Before they could return, the helicopters needed to be refueled. During refueling, the poor visibility caused one helicopter to collide with the parked plane that was still holding fuel reserves and Air Force and Army personnel. In the end, the force lost eight servicemen (four injured), one Iranian civilian, seven helicopters and a C-130 without even seeing combat. Classified information, including the names of Iranians working for the U.S., fell into the hands of the adversarial revolutionary Iranian government after some of the helicopters couldn’t be destroyed in time. Operation Eagle Claw was worse than a failure, it was an embarrassment that exposed the inadequacies of the world’s strongest military power.
The catastrophic failure of Operation Eagle Claw led to the establishment of the Special Operations Command (SOCOM) in 1987. SOCOM was the first unified combatant command (as opposed to commands based solely on geography, like Southern Command or Africa Command, for example) established and charged with overseeing the Air Force, Army, Marine Corps, and Navy special operations mission planning and execution. SOCOM provides a process for inter-Service planning and execution.

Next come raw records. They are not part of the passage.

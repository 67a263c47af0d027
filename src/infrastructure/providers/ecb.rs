//! European Central Bank SDMX-JSON payload mapping.
//!
//! The primary FX feed is requested with `dimensionAtObservation=AllDimensions`,
//! so observations are keyed by colon-separated dimension indices
//! (`"0:3:0:0:0:0"`) and the second index points into the CURRENCY dimension.
//! Some mirrors serve a flat `{ base, date, rates }` document instead; both
//! shapes are accepted.

use crate::domain::entities::{FxRates, FxSource};
use serde::Deserialize;
use serde_json::Value;
use std::collections::BTreeMap;

/// Currency all ECB reference rates are quoted against.
pub const ECB_BASE: &str = "EUR";

/// Position of the CURRENCY dimension in observation keys.
const CURRENCY_DIMENSION: usize = 1;

#[derive(Debug, Default, Deserialize)]
#[serde(default)]
struct SdmxMessage {
    #[serde(rename = "dataSets")]
    data_sets: Vec<SdmxDataSet>,
    structure: Option<SdmxStructure>,
    // Flat variant
    base: Option<String>,
    date: Option<String>,
    rates: Option<BTreeMap<String, f64>>,
}

#[derive(Debug, Default, Deserialize)]
#[serde(default)]
struct SdmxDataSet {
    observations: BTreeMap<String, Value>,
}

#[derive(Debug, Default, Deserialize)]
#[serde(default)]
struct SdmxStructure {
    dimensions: SdmxDimensions,
}

#[derive(Debug, Default, Deserialize)]
#[serde(default)]
struct SdmxDimensions {
    observation: Vec<SdmxDimension>,
}

#[derive(Debug, Default, Deserialize)]
#[serde(default)]
struct SdmxDimension {
    values: Vec<SdmxValue>,
}

#[derive(Debug, Default, Deserialize)]
#[serde(default)]
struct SdmxValue {
    id: Option<String>,
}

/// Maps an ECB response to rates against `base`.
///
/// Returns `None` when no rate can be extracted, or when `base` is neither
/// EUR nor one of the quoted currencies.
pub fn normalize(data: &Value, base: &str, today: &str) -> Option<FxRates> {
    let message = SdmxMessage::deserialize(data).ok()?;

    let observed = observation_rates(&message);
    let (ecb_base, date, rates) = if !observed.is_empty() {
        (ECB_BASE.to_string(), today.to_string(), observed)
    } else {
        let rates = message.rates.filter(|r| !r.is_empty())?;
        (
            message.base.unwrap_or_else(|| ECB_BASE.to_string()),
            message.date.unwrap_or_else(|| today.to_string()),
            rates,
        )
    };

    let rates = rebase(rates, &ecb_base, base)?;

    Some(FxRates {
        base: base.to_string(),
        date,
        rates,
        source: FxSource::Ecb,
    })
}

fn observation_rates(message: &SdmxMessage) -> BTreeMap<String, f64> {
    let mut rates = BTreeMap::new();

    let Some(data_set) = message.data_sets.first() else {
        return rates;
    };
    let Some(currencies) = message
        .structure
        .as_ref()
        .and_then(|s| s.dimensions.observation.get(CURRENCY_DIMENSION))
    else {
        return rates;
    };

    for (key, value) in &data_set.observations {
        let Some(index) = key
            .split(':')
            .nth(CURRENCY_DIMENSION)
            .and_then(|i| i.parse::<usize>().ok())
        else {
            continue;
        };
        let Some(currency) = currencies.values.get(index).and_then(|v| v.id.clone()) else {
            continue;
        };
        let rate = match value {
            Value::Array(items) => items.first().and_then(Value::as_f64),
            other => other.as_f64(),
        };
        if let Some(rate) = rate {
            rates.insert(currency, rate);
        }
    }

    rates
}

/// Converts rates quoted against `from` into rates quoted against `to`
/// through the cross rate.
fn rebase(rates: BTreeMap<String, f64>, from: &str, to: &str) -> Option<BTreeMap<String, f64>> {
    if from == to {
        return Some(rates);
    }

    let pivot = *rates.get(to)?;
    if pivot == 0.0 {
        return None;
    }

    let mut rebased: BTreeMap<String, f64> = rates
        .into_iter()
        .filter(|(code, _)| code != to)
        .map(|(code, rate)| (code, rate / pivot))
        .collect();
    rebased.insert(from.to_string(), 1.0 / pivot);
    Some(rebased)
}

#[cfg(test)]
mod tests {
    use super::*;
    use serde_json::json;

    const TODAY: &str = "2026-03-04";

    fn sdmx_fixture() -> Value {
        json!({
            "dataSets": [{
                "observations": {
                    "0:0:0:0:0:0": [1.0850, 0, 0],
                    "0:1:0:0:0:0": [0.8560, 0, 0],
                    "0:2:0:0:0:0": [162.5, 0, 0]
                }
            }],
            "structure": {
                "dimensions": {
                    "observation": [
                        { "id": "FREQ", "values": [{ "id": "D" }] },
                        { "id": "CURRENCY", "values": [{ "id": "USD" }, { "id": "GBP" }, { "id": "JPY" }] }
                    ]
                }
            }
        })
    }

    #[test]
    fn test_sdmx_observations() {
        let fx = normalize(&sdmx_fixture(), "EUR", TODAY).unwrap();
        assert_eq!(fx.base, "EUR");
        assert_eq!(fx.date, TODAY);
        assert_eq!(fx.source, FxSource::Ecb);
        assert_eq!(fx.rates.get("USD"), Some(&1.0850));
        assert_eq!(fx.rates.get("GBP"), Some(&0.8560));
        assert_eq!(fx.rates.len(), 3);
    }

    #[test]
    fn test_scalar_observation_values() {
        let data = json!({
            "dataSets": [{ "observations": { "0:0": 1.2 } }],
            "structure": { "dimensions": { "observation": [
                { "values": [{ "id": "D" }] },
                { "values": [{ "id": "CHF" }] }
            ] } }
        });
        let fx = normalize(&data, "EUR", TODAY).unwrap();
        assert_eq!(fx.rates.get("CHF"), Some(&1.2));
    }

    #[test]
    fn test_rebase_to_quoted_currency() {
        let fx = normalize(&sdmx_fixture(), "USD", TODAY).unwrap();
        assert_eq!(fx.base, "USD");
        assert!(!fx.rates.contains_key("USD"));

        let eur = fx.rates["EUR"];
        assert!((eur - 1.0 / 1.0850).abs() < 1e-12);
        let gbp = fx.rates["GBP"];
        assert!((gbp - 0.8560 / 1.0850).abs() < 1e-12);
    }

    #[test]
    fn test_unknown_base_is_parse_failure() {
        assert!(normalize(&sdmx_fixture(), "XYZ", TODAY).is_none());
    }

    #[test]
    fn test_flat_rates_variant() {
        let data = json!({ "base": "EUR", "date": "2026-03-01", "rates": { "USD": 1.08 } });
        let fx = normalize(&data, "EUR", TODAY).unwrap();
        assert_eq!(fx.date, "2026-03-01");
        assert_eq!(fx.rates.get("USD"), Some(&1.08));
    }

    #[test]
    fn test_unusable_payloads() {
        assert!(normalize(&json!({}), "EUR", TODAY).is_none());
        assert!(normalize(&json!("<html>maintenance</html>"), "EUR", TODAY).is_none());
        assert!(normalize(&json!({ "dataSets": [] }), "EUR", TODAY).is_none());
        assert!(normalize(&json!({ "rates": {} }), "EUR", TODAY).is_none());
    }

    #[test]
    fn test_observations_with_unknown_index_are_ignored() {
        let data = json!({
            "dataSets": [{ "observations": { "0:9:0": [1.0], "bad": [2.0], "0:0:0": [3.0] } }],
            "structure": { "dimensions": { "observation": [
                { "values": [] },
                { "values": [{ "id": "SEK" }] }
            ] } }
        });
        let fx = normalize(&data, "EUR", TODAY).unwrap();
        assert_eq!(fx.rates.len(), 1);
        assert_eq!(fx.rates.get("SEK"), Some(&3.0));
    }
}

We remember the five #AirCommandos and three #Marines who lost their lives during the attempted rescue mission, #OperationEagleClaw, in Tehran, Iran. This mission led to the creation of the United States Special Operations Command (USSOCOM) to unify military branches in future joint war-fighting missions. #NeverForgotten. Photo by Senior Airman Andrea Posey, 1st Special Operations Wing Public Affairs.
HINDSIGHT & H4D:
Similarly to Tolstoy’s opening quote in Anna Karenina, successful missions are all alike; every unsuccessful is a failure in its own specific way. Operation Eagle Claw failed because the people conducting it lacked systematic processes for communicating and planning between the different organizations involved. Ultimately, President Carter’s desire to come across as a strong commander in chief and counter the public perception of him as weak and hapless in the face of the hostage crisis led to this poorly thought out and unnecessarily risky plan. The failure plagued the Administration and was one of the reasons Carter wasn’t re-elected.
The H4D class uses a systematic decision making process to help students build knowledge and great valuable solutions. The process relies on tools like Customer Discovery interviews, Minimum Viable Products, and the Mission Model Canvas, which force the problem solver(s) to justify why a certain course of action is necessary and how past failures can inform future successes. These tools, and the H4D process, ensure that teams are making data-driven decisions when thinking through thorny problems and attempting to avoid the pitfall of doing things simply because it feels like it would be the right thing to do – like Operation Eagle Claw.